The research builds on previous pioneering research at UC Berkeley’s Gallant Lab, which created a computer program in 2011 that translated fMRI brain-wave patterns into images that loosely mirrored a series of images being viewed.
The new system also decodes moving images that subjects see in videos and does it in near-real-time. But the researchers were also able to determine the subjects’ interpretations of the images they saw — for example, interpreting an image as a person or thing — and could even reconstruct the original images that the subjects saw.
Deep-learning AI system for watching what the brain sees
Watching in near-real-time what the brain sees. Visual information generated by a video (a) is processed in a cascade from the retina through the thalamus (LGN area) to several levels of the visual cortex (b), detected from fMRI activity patterns (c) and recorded. A powerful deep-learning technique (d) then models this detected cortical visual processing. Called a convolutional neural network (CNN), this model transforms every video frame into multiple layers of features, ranging from orientations and colors (the first visual layer) to high-level object categories (face, bird, etc.) in semantic (meaning) space (the eighth layer). The trained CNN model can then be used to reverse this process, reconstructing the original videos — even creating new videos that the CNN model had never watched. (credit: Haiguang Wen et al./Cerebral Cortex)
The researchers acquired 11.5 hours of fMRI data from each of three women subjects watching 972 video clips, including clips showing people or animals in action and nature scenes.
To decode the  fMRI images, the research pioneered the use of a deep-learning technique called a convolutional neural network (CNN).
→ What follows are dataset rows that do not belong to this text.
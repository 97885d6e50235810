use sqlx::PgPool;
use tracing::info;

use crate::dto::api_response::ApiResponse;
use crate::dto::vehicle_dto::RepairListResponse;
use crate::models::repair::{Repair, RepairRequest};
use crate::controllers::sale_controller::{with_floor_warning, SaleController};
use crate::repositories::repair_repository::RepairRepository;
use crate::repositories::vehicle_repository::VehicleRepository;
use crate::services::pricing_service::PricingService;
use crate::utils::errors::{ensure_valid_id, not_found_error, AppError, AppResult};

pub struct RepairController {
    repository: RepairRepository,
    vehicles: VehicleRepository,
    sales: SaleController,
    pricing: PricingService,
}

impl RepairController {
    pub fn new(pool: PgPool, pricing: PricingService) -> Self {
        Self {
            repository: RepairRepository::new(pool.clone()),
            vehicles: VehicleRepository::new(pool.clone()),
            sales: SaleController::new(pool, pricing),
            pricing,
        }
    }

    pub async fn list(&self, vehicle_id: i32) -> AppResult<ApiResponse<RepairListResponse>> {
        ensure_valid_id(vehicle_id)?;
        self.ensure_vehicle(vehicle_id).await?;

        let repairs = self.repository.find_by_vehicle(vehicle_id).await?;
        let total_repair_cost = self.pricing.total_repair_cost(&repairs);

        Ok(ApiResponse::success(RepairListResponse {
            vehicle_id,
            repairs,
            total_repair_cost,
        }))
    }

    pub async fn create(
        &self,
        vehicle_id: i32,
        request: RepairRequest,
    ) -> AppResult<ApiResponse<Repair>> {
        ensure_valid_id(vehicle_id)?;
        self.ensure_vehicle(vehicle_id).await?;

        let repair = self
            .repository
            .create(vehicle_id, request.description.trim(), request.cost)
            .await?;

        info!("🔧 Reparación {} añadida al vehículo {} ({})", repair.id, vehicle_id, repair.cost);
        let warning = self.sales.price_floor_warning(vehicle_id).await?;
        Ok(ApiResponse::success_with_message(
            repair,
            with_floor_warning("Repair created successfully", warning),
        ))
    }

    pub async fn update(
        &self,
        vehicle_id: i32,
        repair_id: i32,
        request: RepairRequest,
    ) -> AppResult<ApiResponse<Repair>> {
        ensure_valid_id(vehicle_id)?;
        ensure_valid_id(repair_id)?;

        let repair = self
            .repository
            .update(vehicle_id, repair_id, request.description.trim(), request.cost)
            .await?
            .ok_or_else(|| repair_not_found(vehicle_id, repair_id))?;

        info!("🔧 Reparación {} actualizada", repair.id);
        let warning = self.sales.price_floor_warning(vehicle_id).await?;
        Ok(ApiResponse::success_with_message(
            repair,
            with_floor_warning("Repair updated successfully", warning),
        ))
    }

    pub async fn delete(&self, vehicle_id: i32, repair_id: i32) -> AppResult<()> {
        ensure_valid_id(vehicle_id)?;
        ensure_valid_id(repair_id)?;

        if !self.repository.delete(vehicle_id, repair_id).await? {
            return Err(repair_not_found(vehicle_id, repair_id));
        }

        info!("🗑️ Reparación {} eliminada del vehículo {}", repair_id, vehicle_id);
        Ok(())
    }

    async fn ensure_vehicle(&self, vehicle_id: i32) -> AppResult<()> {
        if !self.vehicles.exists(vehicle_id).await? {
            return Err(not_found_error("Vehicle", vehicle_id));
        }
        Ok(())
    }
}

fn repair_not_found(vehicle_id: i32, repair_id: i32) -> AppError {
    AppError::NotFound(format!(
        "Repair with ID {} not found for vehicle with ID {}",
        repair_id, vehicle_id
    ))
}
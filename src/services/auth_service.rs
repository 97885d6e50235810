use bcrypt::{hash, verify, DEFAULT_COST};
use chrono::Utc;
use sqlx::PgPool;
use tracing::{info, warn};

use crate::models::auth::TokenPair;
use crate::models::user::{CreateUserRequest, LoginRequest, RefreshTokenRequest, User};
use crate::repositories::user_repository::UserRepository;
use crate::services::jwt_service::JwtService;
use crate::utils::errors::{AppError, AppResult};

const INVALID_CREDENTIALS: &str = "Invalid email or password";

/// Hashea una contraseña con bcrypt fuera del runtime async
pub async fn hash_password(password: &str) -> AppResult<String> {
    let password = password.to_string();
    tokio::task::spawn_blocking(move || hash(password, DEFAULT_COST))
        .await
        .map_err(|e| AppError::Internal(format!("Password hashing task failed: {}", e)))?
        .map_err(AppError::from)
}

/// Verifica una contraseña contra su hash bcrypt
pub async fn verify_password(password: &str, password_hash: &str) -> AppResult<bool> {
    let password = password.to_string();
    let password_hash = password_hash.to_string();
    tokio::task::spawn_blocking(move || verify(password, &password_hash))
        .await
        .map_err(|e| AppError::Internal(format!("Password verification task failed: {}", e)))?
        .map_err(AppError::from)
}

/// Servicio de autenticación
pub struct AuthService {
    repository: UserRepository,
    jwt_service: JwtService,
}

impl AuthService {
    pub fn new(pool: PgPool, jwt_service: JwtService) -> Self {
        Self {
            repository: UserRepository::new(pool),
            jwt_service,
        }
    }

    /// Registra un usuario; el primero de la base recibe el rol admin
    pub async fn register(&self, request: &CreateUserRequest) -> AppResult<User> {
        let email = request.email.trim();
        if self.repository.email_taken(email, None).await? {
            return Err(AppError::Conflict("Email already exists".to_string()));
        }

        let password_hash = hash_password(&request.password).await?;
        let user = self
            .repository
            .create(
                request.firstname.trim(),
                request.lastname.trim(),
                email,
                &password_hash,
            )
            .await?;

        info!("👤 Usuario {} registrado con rol {}", user.id, user.role());
        Ok(user)
    }

    /// Verifica email y contraseña
    pub async fn authenticate(&self, email: &str, password: &str) -> AppResult<User> {
        let user = match self.repository.find_by_email(email.trim()).await? {
            Some(user) => user,
            None => {
                warn!("🔒 Intento de login con email desconocido");
                return Err(AppError::Unauthorized(INVALID_CREDENTIALS.to_string()));
            }
        };

        if !verify_password(password, &user.password_hash).await? {
            warn!("🔒 Contraseña incorrecta para el usuario {}", user.id);
            return Err(AppError::Unauthorized(INVALID_CREDENTIALS.to_string()));
        }

        Ok(user)
    }

    pub async fn login(&self, request: &LoginRequest) -> AppResult<TokenPair> {
        let user = self.authenticate(&request.email, &request.password).await?;
        let tokens = self.issue_tokens(&user).await?;

        info!("🔑 Usuario {} autenticado", user.id);
        Ok(tokens)
    }

    /// Emite un nuevo par de tokens a partir de un access token (aunque haya
    /// expirado) y del refresh token guardado
    pub async fn refresh(&self, request: &RefreshTokenRequest) -> AppResult<TokenPair> {
        let token = request.token.trim();
        let refresh_token = request.refresh_token.trim();
        if token.is_empty() || refresh_token.is_empty() {
            return Err(AppError::BadRequest(
                "Token and refresh token are required".to_string(),
            ));
        }

        let claims = self.jwt_service.decode_expired(token)?;
        let user_id = claims
            .user_id()
            .ok_or_else(|| AppError::Unauthorized("Invalid token".to_string()))?;

        let user = self
            .repository
            .find_by_id(user_id)
            .await?
            .ok_or_else(|| AppError::NotFound("User not found".to_string()))?;

        if !user.has_valid_refresh_token(refresh_token, Utc::now()) {
            warn!("🔒 Refresh token inválido para el usuario {}", user.id);
            return Err(AppError::Unauthorized("Invalid refresh token".to_string()));
        }

        let tokens = self.issue_tokens(&user).await?;
        info!("🔄 Tokens renovados para el usuario {}", user.id);
        Ok(tokens)
    }

    /// Genera y persiste un nuevo par de tokens
    async fn issue_tokens(&self, user: &User) -> AppResult<TokenPair> {
        let token = self
            .jwt_service
            .generate_access_token(user.id, &user.email, user.role())?;
        let refresh_token = self.jwt_service.generate_refresh_token();
        let refresh_token_expiry_time = self.jwt_service.refresh_token_expiry(Utc::now())?;

        self.repository
            .update_tokens(user.id, &token, &refresh_token, refresh_token_expiry_time)
            .await?;

        Ok(TokenPair {
            id: user.id,
            token,
            refresh_token,
            refresh_token_expiry_time,
        })
    }
}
The trained CNN model was able to accurately decode the fMRI blood-flow data to identify specific image categories. The researchers could compare (in near-real-time) these viewed video images side-by-side with the computer’s visual interpretation of what the person’s brain saw.
The researchers were also able to figure out how certain locations in the visual cortex were associated with specific information a person was seeing.
Decoding how the visual cortex works
CNNs have been used to recognize faces and objects, and to study how the brain processes static images and other visual stimuli. But the new findings represent the first time CNNs have been used to see how the brain processes videos of natural scenes. This is “a step toward decoding the brain while people are trying to make sense of complex and dynamic visual surroundings,” said doctoral student Haiguang Wen.
Wen was first author of a paper describing the research, appearing online Oct. 20 in the journal Cerebral Cortex.
“Neuroscience is trying to map which parts of the brain are responsible for specific functionality,” Wen explained. “This is a landmark goal of neuroscience. I think what we report in this paper moves us closer to achieving that goal. Using our technique, you may visualize the specific information represented by any brain location, and screen through all the locations in the brain’s visual cortex. By doing that, you can see how the brain divides a visual scene into pieces, and re-assembles the pieces into a full understanding of the visual scene.”
The researchers also were able to use models trained with data from one human subject to predict and decode the brain activity of a different human subject, a process called “cross-subject encoding and decoding.” This finding is important because it demonstrates the potential for broad applications of such models to study brain function, including people with visual deficits.
The research has been funded by the National Institute of Mental Health. The work is affiliated with the Purdue Institute for Integrative Neuroscience. Data reported in this paper are also publicly available at the Laboratory of Integrated Brain Imaging website.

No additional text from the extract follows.